Work order:
Return all lines of the records that contain the word "move".

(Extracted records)
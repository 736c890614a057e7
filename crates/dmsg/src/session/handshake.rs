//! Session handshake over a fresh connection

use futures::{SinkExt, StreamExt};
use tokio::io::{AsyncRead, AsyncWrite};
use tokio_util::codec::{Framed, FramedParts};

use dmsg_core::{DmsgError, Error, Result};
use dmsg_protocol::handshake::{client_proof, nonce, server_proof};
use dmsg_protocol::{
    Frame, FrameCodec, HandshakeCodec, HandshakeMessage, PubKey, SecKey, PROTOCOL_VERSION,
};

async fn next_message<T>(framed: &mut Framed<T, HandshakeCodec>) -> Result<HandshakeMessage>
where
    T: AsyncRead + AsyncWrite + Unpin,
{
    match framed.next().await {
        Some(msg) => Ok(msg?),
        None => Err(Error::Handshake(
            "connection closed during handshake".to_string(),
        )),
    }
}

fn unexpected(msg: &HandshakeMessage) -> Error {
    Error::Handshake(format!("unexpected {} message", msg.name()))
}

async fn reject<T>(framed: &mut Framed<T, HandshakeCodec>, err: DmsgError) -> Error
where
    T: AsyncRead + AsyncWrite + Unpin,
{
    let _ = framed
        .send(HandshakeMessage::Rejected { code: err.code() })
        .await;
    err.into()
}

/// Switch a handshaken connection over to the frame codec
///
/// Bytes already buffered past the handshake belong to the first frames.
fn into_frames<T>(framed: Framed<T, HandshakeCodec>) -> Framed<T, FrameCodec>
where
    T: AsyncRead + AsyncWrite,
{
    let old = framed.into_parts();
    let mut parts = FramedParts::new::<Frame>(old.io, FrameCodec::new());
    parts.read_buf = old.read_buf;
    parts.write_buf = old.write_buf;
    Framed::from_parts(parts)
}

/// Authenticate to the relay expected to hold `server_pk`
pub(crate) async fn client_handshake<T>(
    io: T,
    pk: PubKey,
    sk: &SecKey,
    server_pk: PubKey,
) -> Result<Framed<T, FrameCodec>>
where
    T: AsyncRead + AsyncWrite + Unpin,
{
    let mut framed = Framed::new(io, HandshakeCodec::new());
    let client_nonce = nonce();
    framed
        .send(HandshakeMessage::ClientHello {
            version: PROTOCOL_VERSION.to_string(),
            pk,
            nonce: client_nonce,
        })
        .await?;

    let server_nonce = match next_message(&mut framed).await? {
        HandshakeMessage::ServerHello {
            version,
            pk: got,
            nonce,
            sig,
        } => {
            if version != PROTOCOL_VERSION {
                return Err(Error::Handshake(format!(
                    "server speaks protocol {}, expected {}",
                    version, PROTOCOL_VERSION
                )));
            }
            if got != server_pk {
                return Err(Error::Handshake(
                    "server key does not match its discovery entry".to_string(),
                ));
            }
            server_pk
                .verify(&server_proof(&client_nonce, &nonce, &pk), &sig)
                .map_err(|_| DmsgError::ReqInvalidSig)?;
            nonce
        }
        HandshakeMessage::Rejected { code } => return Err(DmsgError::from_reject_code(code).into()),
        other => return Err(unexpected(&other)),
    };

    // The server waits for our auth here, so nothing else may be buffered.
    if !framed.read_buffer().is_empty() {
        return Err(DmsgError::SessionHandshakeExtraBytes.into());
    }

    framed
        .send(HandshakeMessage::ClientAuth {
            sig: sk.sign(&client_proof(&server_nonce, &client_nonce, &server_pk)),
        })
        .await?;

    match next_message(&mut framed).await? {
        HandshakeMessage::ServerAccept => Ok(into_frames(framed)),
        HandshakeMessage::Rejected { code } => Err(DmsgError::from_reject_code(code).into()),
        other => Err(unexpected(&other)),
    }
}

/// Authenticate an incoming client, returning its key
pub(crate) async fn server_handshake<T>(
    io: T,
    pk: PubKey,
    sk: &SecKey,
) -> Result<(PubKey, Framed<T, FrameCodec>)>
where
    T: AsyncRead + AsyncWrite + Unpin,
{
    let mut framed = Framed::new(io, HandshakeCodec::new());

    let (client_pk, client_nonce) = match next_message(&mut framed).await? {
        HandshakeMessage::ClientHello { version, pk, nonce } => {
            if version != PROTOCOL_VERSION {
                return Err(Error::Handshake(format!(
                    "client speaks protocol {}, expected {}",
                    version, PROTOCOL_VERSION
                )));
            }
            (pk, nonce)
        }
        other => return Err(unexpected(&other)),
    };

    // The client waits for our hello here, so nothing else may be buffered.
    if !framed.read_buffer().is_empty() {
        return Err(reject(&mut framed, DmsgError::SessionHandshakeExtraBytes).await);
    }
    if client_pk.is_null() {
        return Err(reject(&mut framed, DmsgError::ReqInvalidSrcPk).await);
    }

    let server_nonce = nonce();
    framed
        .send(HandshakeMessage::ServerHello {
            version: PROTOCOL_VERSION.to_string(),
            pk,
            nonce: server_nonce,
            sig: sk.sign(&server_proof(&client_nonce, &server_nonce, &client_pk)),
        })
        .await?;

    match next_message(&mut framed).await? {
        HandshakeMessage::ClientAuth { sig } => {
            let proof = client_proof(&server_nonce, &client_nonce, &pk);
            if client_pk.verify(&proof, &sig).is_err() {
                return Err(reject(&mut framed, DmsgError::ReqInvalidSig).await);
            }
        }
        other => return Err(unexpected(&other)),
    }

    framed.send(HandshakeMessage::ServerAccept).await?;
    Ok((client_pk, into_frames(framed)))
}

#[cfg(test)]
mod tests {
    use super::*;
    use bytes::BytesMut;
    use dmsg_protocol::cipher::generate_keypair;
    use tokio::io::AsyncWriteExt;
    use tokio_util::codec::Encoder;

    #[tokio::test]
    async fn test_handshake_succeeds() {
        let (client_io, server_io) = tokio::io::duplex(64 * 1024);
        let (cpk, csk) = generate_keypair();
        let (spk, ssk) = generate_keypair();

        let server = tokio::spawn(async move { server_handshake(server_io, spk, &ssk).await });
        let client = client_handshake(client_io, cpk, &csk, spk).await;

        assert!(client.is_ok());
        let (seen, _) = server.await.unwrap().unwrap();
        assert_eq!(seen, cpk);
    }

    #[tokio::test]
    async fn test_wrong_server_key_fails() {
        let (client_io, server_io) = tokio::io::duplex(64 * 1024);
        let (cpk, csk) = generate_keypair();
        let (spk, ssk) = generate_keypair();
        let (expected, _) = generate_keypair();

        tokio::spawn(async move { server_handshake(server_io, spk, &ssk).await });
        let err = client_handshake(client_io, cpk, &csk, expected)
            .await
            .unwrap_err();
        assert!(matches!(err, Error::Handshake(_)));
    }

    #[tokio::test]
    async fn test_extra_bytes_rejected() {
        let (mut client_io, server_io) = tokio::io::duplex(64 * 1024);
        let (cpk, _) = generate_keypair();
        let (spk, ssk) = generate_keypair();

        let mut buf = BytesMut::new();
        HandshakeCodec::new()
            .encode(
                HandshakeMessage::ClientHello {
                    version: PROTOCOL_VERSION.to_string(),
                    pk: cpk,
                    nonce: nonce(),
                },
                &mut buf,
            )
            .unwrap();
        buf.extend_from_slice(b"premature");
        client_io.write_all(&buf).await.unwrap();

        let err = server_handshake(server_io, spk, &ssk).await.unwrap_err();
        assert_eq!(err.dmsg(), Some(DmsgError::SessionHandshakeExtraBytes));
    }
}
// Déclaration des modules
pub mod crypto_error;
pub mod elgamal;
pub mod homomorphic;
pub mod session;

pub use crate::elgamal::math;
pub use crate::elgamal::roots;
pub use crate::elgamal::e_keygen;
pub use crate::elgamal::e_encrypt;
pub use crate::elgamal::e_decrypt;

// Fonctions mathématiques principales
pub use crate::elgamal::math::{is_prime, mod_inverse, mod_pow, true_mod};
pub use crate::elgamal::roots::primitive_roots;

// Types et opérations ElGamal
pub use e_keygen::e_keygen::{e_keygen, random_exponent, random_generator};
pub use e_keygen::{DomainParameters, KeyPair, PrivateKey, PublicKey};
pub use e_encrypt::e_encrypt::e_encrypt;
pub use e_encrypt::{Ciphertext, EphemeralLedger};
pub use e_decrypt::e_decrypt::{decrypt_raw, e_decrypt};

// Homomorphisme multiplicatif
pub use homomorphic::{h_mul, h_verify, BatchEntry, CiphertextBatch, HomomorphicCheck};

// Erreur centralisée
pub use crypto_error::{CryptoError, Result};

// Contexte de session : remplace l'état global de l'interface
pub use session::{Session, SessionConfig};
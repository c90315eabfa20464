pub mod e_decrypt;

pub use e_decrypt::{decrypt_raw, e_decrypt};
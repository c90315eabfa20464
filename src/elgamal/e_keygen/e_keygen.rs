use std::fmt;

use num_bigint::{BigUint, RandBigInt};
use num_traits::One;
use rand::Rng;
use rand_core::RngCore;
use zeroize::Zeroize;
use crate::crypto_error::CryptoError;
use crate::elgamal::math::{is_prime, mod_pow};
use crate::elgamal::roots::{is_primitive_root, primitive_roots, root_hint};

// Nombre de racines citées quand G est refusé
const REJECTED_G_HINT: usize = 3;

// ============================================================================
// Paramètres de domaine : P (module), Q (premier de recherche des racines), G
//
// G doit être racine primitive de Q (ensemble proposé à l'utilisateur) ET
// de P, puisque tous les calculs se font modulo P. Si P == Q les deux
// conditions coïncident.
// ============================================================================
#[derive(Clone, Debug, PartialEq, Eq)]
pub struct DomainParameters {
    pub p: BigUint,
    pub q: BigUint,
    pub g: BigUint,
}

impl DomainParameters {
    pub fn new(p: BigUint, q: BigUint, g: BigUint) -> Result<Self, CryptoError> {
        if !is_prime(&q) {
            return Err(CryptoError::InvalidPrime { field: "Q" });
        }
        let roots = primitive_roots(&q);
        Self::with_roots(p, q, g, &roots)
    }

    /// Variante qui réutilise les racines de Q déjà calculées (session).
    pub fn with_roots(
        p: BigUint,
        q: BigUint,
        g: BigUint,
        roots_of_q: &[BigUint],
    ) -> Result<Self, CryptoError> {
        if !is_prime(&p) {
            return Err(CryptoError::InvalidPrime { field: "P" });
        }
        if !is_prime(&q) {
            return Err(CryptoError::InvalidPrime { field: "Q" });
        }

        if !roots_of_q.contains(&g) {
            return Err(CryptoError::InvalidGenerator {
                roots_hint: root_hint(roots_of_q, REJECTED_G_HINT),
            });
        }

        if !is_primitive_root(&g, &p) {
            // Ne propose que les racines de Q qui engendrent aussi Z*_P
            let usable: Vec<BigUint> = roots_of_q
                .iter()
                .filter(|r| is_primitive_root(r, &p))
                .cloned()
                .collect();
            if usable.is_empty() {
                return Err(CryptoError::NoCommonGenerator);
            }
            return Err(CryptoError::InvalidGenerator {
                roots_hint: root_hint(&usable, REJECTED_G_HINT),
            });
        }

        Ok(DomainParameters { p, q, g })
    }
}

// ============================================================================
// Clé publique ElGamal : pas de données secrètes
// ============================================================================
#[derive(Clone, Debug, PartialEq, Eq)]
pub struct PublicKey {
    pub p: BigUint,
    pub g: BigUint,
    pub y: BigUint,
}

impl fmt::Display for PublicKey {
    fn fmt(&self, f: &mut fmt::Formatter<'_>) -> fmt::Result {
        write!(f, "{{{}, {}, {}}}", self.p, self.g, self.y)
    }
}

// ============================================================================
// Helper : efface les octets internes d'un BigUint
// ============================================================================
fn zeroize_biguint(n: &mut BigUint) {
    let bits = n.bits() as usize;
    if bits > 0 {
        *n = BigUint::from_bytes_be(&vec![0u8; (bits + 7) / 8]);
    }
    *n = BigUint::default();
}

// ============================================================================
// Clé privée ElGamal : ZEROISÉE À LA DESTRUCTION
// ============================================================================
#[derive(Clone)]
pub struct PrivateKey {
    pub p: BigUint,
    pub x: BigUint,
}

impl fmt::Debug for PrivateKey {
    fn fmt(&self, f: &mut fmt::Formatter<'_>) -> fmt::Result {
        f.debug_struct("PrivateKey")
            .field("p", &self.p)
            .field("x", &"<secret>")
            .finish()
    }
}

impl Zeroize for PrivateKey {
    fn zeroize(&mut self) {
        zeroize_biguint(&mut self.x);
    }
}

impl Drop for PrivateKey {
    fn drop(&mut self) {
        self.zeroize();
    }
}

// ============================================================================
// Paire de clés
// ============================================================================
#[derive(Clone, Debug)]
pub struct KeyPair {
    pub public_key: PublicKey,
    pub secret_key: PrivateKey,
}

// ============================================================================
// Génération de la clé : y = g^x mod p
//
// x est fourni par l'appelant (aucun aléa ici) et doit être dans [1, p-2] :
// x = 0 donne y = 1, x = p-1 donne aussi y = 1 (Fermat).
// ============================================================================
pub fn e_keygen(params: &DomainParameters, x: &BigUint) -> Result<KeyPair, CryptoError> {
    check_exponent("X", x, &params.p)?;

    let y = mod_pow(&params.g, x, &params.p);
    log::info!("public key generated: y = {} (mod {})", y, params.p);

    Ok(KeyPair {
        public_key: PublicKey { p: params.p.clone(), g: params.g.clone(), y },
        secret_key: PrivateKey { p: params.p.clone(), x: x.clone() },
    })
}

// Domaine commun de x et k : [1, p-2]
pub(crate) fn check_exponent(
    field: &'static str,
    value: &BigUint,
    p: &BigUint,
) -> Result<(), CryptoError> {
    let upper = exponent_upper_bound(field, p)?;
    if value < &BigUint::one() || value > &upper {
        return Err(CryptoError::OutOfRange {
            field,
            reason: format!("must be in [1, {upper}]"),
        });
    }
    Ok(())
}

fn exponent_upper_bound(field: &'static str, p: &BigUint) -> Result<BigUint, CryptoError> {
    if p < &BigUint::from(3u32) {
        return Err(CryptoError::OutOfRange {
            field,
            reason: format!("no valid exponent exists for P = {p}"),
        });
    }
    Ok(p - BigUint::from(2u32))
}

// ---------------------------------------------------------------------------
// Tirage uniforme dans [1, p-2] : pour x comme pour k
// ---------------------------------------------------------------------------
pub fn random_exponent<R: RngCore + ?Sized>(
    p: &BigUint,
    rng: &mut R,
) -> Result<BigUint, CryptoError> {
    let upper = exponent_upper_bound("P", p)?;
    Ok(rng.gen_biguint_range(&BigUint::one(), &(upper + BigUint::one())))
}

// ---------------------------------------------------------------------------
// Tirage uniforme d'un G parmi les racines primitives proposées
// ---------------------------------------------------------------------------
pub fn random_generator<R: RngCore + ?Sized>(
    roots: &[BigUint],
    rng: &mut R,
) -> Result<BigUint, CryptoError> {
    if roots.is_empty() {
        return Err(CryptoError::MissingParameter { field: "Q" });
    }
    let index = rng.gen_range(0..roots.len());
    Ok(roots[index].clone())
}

Written solution:
        let server = tokio::spawn(async move { server_handshake(server_io, spk, &ssk).await });
        tokio::spawn(async move { server_handshake(server_io, spk, &ssk).await });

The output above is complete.